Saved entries
--- START ---

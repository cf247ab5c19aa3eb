/// Produces the next disambiguated variant of a file name.
///
/// `"report.txt"` becomes `"report (2).txt"`, which in turn becomes
/// `"report (3).txt"`. Names without an extension, and dot-files such as
/// `".profile"`, get the suffix appended at the end. A counter that cannot be
/// incremented is kept as part of the name and a fresh ` (2)` is appended.
#[must_use]
pub fn next_file_name(name: &str) -> String {
	let (base, extension) = split_extension(name);

	let (stem, counter) = parse_counter(base)
		.and_then(|(stem, counter)| Some((stem, counter.checked_add(1)?)))
		.unwrap_or((base, 2));

	format!("{stem} ({counter}){extension}")
}

fn split_extension(name: &str) -> (&str, &str) {
	match name.rfind('.') {
		Some(0) | None => (name, ""),
		Some(dot) => name.split_at(dot),
	}
}

fn parse_counter(base: &str) -> Option<(&str, u32)> {
	let without_paren = base.strip_suffix(')')?;
	let open = without_paren.rfind(" (")?;
	let digits = &without_paren[open + 2..];

	if digits.is_empty() || !digits.bytes().all(|b| b.is_ascii_digit()) {
		return None;
	}

	digits.parse().ok().map(|counter| (&base[..open], counter))
}
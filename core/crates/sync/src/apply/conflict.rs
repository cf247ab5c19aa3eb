use sd_sync::{next_file_name, ObjectType, Soid};

use tracing::info;

use crate::{alias, db::Tx, link, link::RemoteLink, local_changes, namespace, Error};

use super::{ApplyChange, ApplyOperations, ReplaySummary};

/// Most candidates tried by [`next_free_name`].
const MAX_RENAME_ATTEMPTS: usize = 10_000;

/// First name derived from `name` that is free under `parent`.
fn next_free_name(tx: &Tx, parent: Soid, name: &str) -> Result<String, Error> {
	let mut candidate = next_file_name(name);

	for _ in 0..MAX_RENAME_ATTEMPTS {
		if namespace::get_child_by_name(tx, parent, &candidate)?.is_none() {
			return Ok(candidate);
		}

		candidate = next_file_name(&candidate);
	}

	Err(Error::Invariant(format!(
		"no free name derived from '{name}' under {parent} after {MAX_RENAME_ATTEMPTS} attempts"
	)))
}

impl<O: ApplyOperations> ApplyChange<O> {
	/// Puts `incoming` at the position of its remote link, which `incumbent` occupies.
	#[allow(clippy::too_many_arguments)]
	pub(super) fn resolve_conflict(
		&self,
		tx: &mut Tx,
		incoming: Soid,
		object_type: ObjectType,
		link: &RemoteLink,
		parent: Soid,
		incumbent: Soid,
		summary: &mut ReplaySummary,
	) -> Result<(), Error> {
		let incumbent_type = namespace::get_object(tx, incumbent)?.object_type;
		let incumbent_link = link::get(tx, incumbent)?;

		if !self.ops.exists(tx, incoming)?
			&& incumbent_link.is_none()
			&& incumbent_type == object_type
			&& !object_type.is_mount_point()
		{
			info!(%incumbent, %incoming, name = %link.name, "Aliasing local object to its remote twin;");
			self.alias(tx, incumbent, incoming, link)?;
			summary.aliased += 1;
			return Ok(());
		}

		let renamed = next_free_name(tx, parent, &link.name)?;
		let store = incoming.store;

		if incumbent_link.is_some_and(|own| own.logical_timestamp >= link.logical_timestamp) {
			info!(%incoming, %incumbent, %renamed, "Renaming incoming object, incumbent is more recent;");

			self.materialize(tx, incoming, parent.oid, &renamed, object_type)?;
			local_changes::insert_change(tx, store, incoming.oid, parent.oid, &renamed)?;
		} else {
			info!(%incoming, %incumbent, %renamed, "Renaming incumbent away from incoming object;");

			self.ops.move_object(tx, incumbent, parent.oid, &renamed)?;
			local_changes::insert_change(tx, store, incumbent.oid, parent.oid, &renamed)?;

			self.materialize(tx, incoming, parent.oid, &link.name, object_type)?;
		}

		summary.renamed += 1;

		Ok(())
	}

	/// Declares the local-only `source` to be the same object as the remote `target`.
	fn alias(
		&self,
		tx: &mut Tx,
		source: Soid,
		target: Soid,
		link: &RemoteLink,
	) -> Result<(), Error> {
		local_changes::redirect_changes(tx, source.store, source.oid, target.oid)?;
		local_changes::redirect_content_change(tx, source, target)?;

		// The sequencer already has the target where the source was created
		for change in local_changes::changes_for(tx, target)? {
			if change.new_parent == link.parent && change.new_name == link.name {
				local_changes::remove_change(tx, target.store, change.idx)?;
			}
		}

		alias::add_alias(tx, source, target.oid)?;
		self.ops.migrate_identity(tx, source, target.oid)
	}
}
//! Objects declared equivalent to another object after a conflict.

use sd_sync::{Oid, Soid};

use tracing::warn;

use super::{
	db::{self, key, Tx, ALIASES},
	Error,
};

/// Longest alias chain followed before giving up.
const MAX_CHAIN: usize = 32;

pub fn add_alias(tx: &mut Tx, from: Soid, to: Oid) -> Result<(), Error> {
	if from.oid == to {
		return Err(Error::Invariant(format!("{from} cannot alias itself")));
	}

	if resolve(tx, from.with_oid(to))? == from {
		return Err(Error::Invariant(format!(
			"aliasing {from} to {to} would form a cycle"
		)));
	}

	tx.insert(ALIASES, &key::soid(from), &to)?;

	Ok(())
}

/// The object `soid` currently stands for, `soid` itself when it is not aliased.
pub fn resolve(tx: &Tx, soid: Soid) -> Result<Soid, db::Error> {
	let mut current = soid;

	for _ in 0..MAX_CHAIN {
		match tx.get::<Oid>(ALIASES, &key::soid(current))? {
			Some(target) => current = current.with_oid(target),
			None => return Ok(current),
		}
	}

	warn!(%soid, "Alias chain too long, using last resolved target;");
	Ok(current)
}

--- END ---

What is being asked – In the answer, the lines from the first line of the data above through the line containing "dot-files such as" must appear exactly as written, with nothing else.

Response below –
repository cf247ab5c19aa3eb
/// Produces the next disambiguated variant of a file name.
///
/// `"report.txt"` becomes `"report (2).txt"`, which in turn becomes
/// `"report (3).txt"`. Names without an extension, and dot-files such as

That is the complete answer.